[Stored data]
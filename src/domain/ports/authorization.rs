//! Authorization gate port
//!
//! Every engine entry point declares the capability it needs. The gate is
//! asked before anything is loaded, parsed or written.

use crate::domain::value_objects::Capability;

#[derive(Debug, Clone, Copy, thiserror::Error, PartialEq, Eq)]
#[error("permission denied: missing capability '{capability}'")]
pub struct PermissionDenied {
    pub capability: Capability,
}

pub trait AuthorizationGate: Send + Sync {
    fn check(&self, capability: Capability) -> Result<(), PermissionDenied>;
}

/// Gate that grants every capability.
pub struct AllowAll;

impl AuthorizationGate for AllowAll {
    fn check(&self, _capability: Capability) -> Result<(), PermissionDenied> {
        Ok(())
    }
}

# [WHAT THE EXERCISE ASKS]
Copy out every entry, keeping each line exactly as it is.

# [TASK RESULT]
filename src/domain/ports/authorization.rs
//! Authorization gate port
//!
//! Every engine entry point declares the capability it needs. The gate is
//! asked before anything is loaded, parsed or written.

use crate::domain::value_objects::Capability;

#[derive(Debug, Clone, Copy, thiserror::Error, PartialEq, Eq)]
#[error("permission denied: missing capability '{capability}'")]
pub struct PermissionDenied {
    pub capability: Capability,
}

pub trait AuthorizationGate: Send + Sync {
    fn check(&self, capability: Capability) -> Result<(), PermissionDenied>;
}

/// Gate that grants every capability.
pub struct AllowAll;

impl AuthorizationGate for AllowAll {
    fn check(&self, _capability: Capability) -> Result<(), PermissionDenied> {
        Ok(())
    }
}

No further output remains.